Start at the bottom and keep climbing until you reach the top.

The theory is easy, the practice is somewhat more difficult.

How should brands meaningfully participate in social networks and social media?
Look for situations where you can create value, and be relevant then start doing something.

The theory is easy, the practice is somewhat more difficult.

There's a series of TED from last year featuring talks about urgent need for a new focus on compassion. That series was the forerunner to the launch of the Charter For Compassion which launches later this month.

Among the initial talks that precede the Charter was one from Swami Dayananda Saraswati

He asks 'How do we, as a world, start to demonstrate real compassion, practically, politically, socially and economically'.

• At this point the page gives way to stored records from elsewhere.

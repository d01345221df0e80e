// SPDX-License-Identifier: BUSL-1.1
// Copyright (c) 2026 Joborc Contributors

//! Step Manager contract and registry (§4.6). The Registry maps `action`
//! strings to handlers bound once at startup; concrete managers live in
//! [`crate::step_managers`].

use crate::error::EngineError;
use crate::event_bus::EventBus;
use crate::job_manager::JobManager;
use crate::queue_manager::QueueManager;
use async_trait::async_trait;
use joborc_core::{Clock, CountersDelta, Event, Job, JobId, JobType, JsonMap, QueueMessage};
use std::collections::HashMap;
use std::sync::Arc;
use tokio_util::sync::CancellationToken;

/// Outcome of one `StepManager::execute` call (§4.6).
#[derive(Debug, Clone, Default)]
pub struct StepResult {
    pub success: bool,
    pub children_spawned: u32,
    pub documents_produced: u32,
    pub error: Option<String>,
    pub result_payload: JsonMap,
}

impl StepResult {
    pub fn ok(result_payload: JsonMap) -> Self {
        Self { success: true, result_payload, ..Default::default() }
    }

    pub fn failed(error: impl Into<String>) -> Self {
        Self { success: false, error: Some(error.into()), ..Default::default() }
    }
}

/// Shared collaborators every Step Manager needs to spawn children and
/// enqueue their messages (§4.6 point 4).
#[derive(Clone)]
pub struct StepContext<C: Clock> {
    pub jobs: Arc<JobManager<C>>,
    pub queue: Arc<QueueManager>,
    pub bus: EventBus,
}

impl<C: Clock> StepContext<C> {
    /// `CreateJob`, counter bump on `parent_id`, enqueue, then `job_spawn`
    /// (§4.6 points 4 and 6), in the order the spec requires. `manager_id`
    /// is the owning Step job's id, carried down through however many
    /// levels of worker recursion a Step Manager spawns (§3.1).
    pub async fn spawn_child(
        &self,
        parent_id: JobId,
        manager_id: Option<JobId>,
        job_type: JobType,
        action: impl Into<String>,
        name: impl Into<String>,
        config: JsonMap,
        discovered_by: impl Into<String>,
        url: Option<String>,
        depth: Option<u32>,
    ) -> Result<JobId, EngineError> {
        let action = action.into();
        let child_id =
            self.jobs.create_job_with_manager(Some(parent_id), job_type, action.clone(), name, config, manager_id).await?;
        self.jobs.update_progress_counters_atomic(parent_id, CountersDelta::spawn_child()).await?;
        let now = self.jobs.now_ms();
        self.queue.enqueue(QueueMessage::new(child_id, action, now)).await?;
        let _ = self.bus.publish(
            &CancellationToken::new(),
            Event::JobSpawn { parent_job_id: parent_id, child_job_id: child_id, discovered_by: discovered_by.into(), url, depth },
        );
        Ok(child_id)
    }
}

/// A handler for one `action` (§4.6). `root_id` is the correlation id to
/// tag every log emitted during `execute` with — resolved once by the Job
/// Processor via a `parent_id` walk before dispatch.
#[async_trait]
pub trait StepManager<C: Clock>: Send + Sync {
    fn action(&self) -> &'static str;
    async fn execute(&self, ctx: &StepContext<C>, job: &Job, root_id: JobId) -> StepResult;
}

/// Maps `action` strings to their [`StepManager`] (§4.6).
pub struct StepManagerRegistry<C: Clock> {
    managers: HashMap<&'static str, Arc<dyn StepManager<C>>>,
}

impl<C: Clock> Default for StepManagerRegistry<C> {
    fn default() -> Self {
        Self { managers: HashMap::new() }
    }
}

impl<C: Clock> Clone for StepManagerRegistry<C> {
    fn clone(&self) -> Self {
        Self { managers: self.managers.clone() }
    }
}

impl<C: Clock> StepManagerRegistry<C> {
    pub fn new() -> Self {
        Self::default()
    }

    pub fn register(&mut self, manager: Arc<dyn StepManager<C>>) {
        self.managers.insert(manager.action(), manager);
    }

    pub fn resolve(&self, action: &str) -> Option<Arc<dyn StepManager<C>>> {
        self.managers.get(action).cloned()
    }
}

#[cfg(test)]
#[path = "step_manager_tests.rs"]
mod tests;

The answer is simple. How do you learn to swim? By swimming.
How do you learn to ride a bike? By riding.

But his killer nugget comes right at the end.

You have to fake it to make it.

To be compassionate you have to start acting compassionate. Even if it feels forced at the beginning. It then becomes a natural behaviour over time.

This is sometimes known as a positive feedback loop.


So back to brands in social networks and social media?
Look for situations where you can create value, and be relevant then start doing something.

Fake it to make it. Start doing it, act as though you want to create value, act as though you are being authentic and relevant. Act as though customer is a priority and over time the interdependent benefits are apparent and it becomes real.

The theory is easy, the practice is somewhat more difficult.

Thursday, October 29, 2009

passion is a fashion?

Marketing starts from the inside out.
This is something that is often forgotten.

Do the employees believe in your product or service?
Are they buying in 100% to the brand?
Is there a purpose or meaning that the workers can connect with?
Is the brand saying one thing outwardly but internally not walking the talk?

This came up in an email ping pong this week with Petar

We've discussed the idea of how brands can participate in the social web many times here and always come back to the notion of creating value in situations where the brand can be relevant.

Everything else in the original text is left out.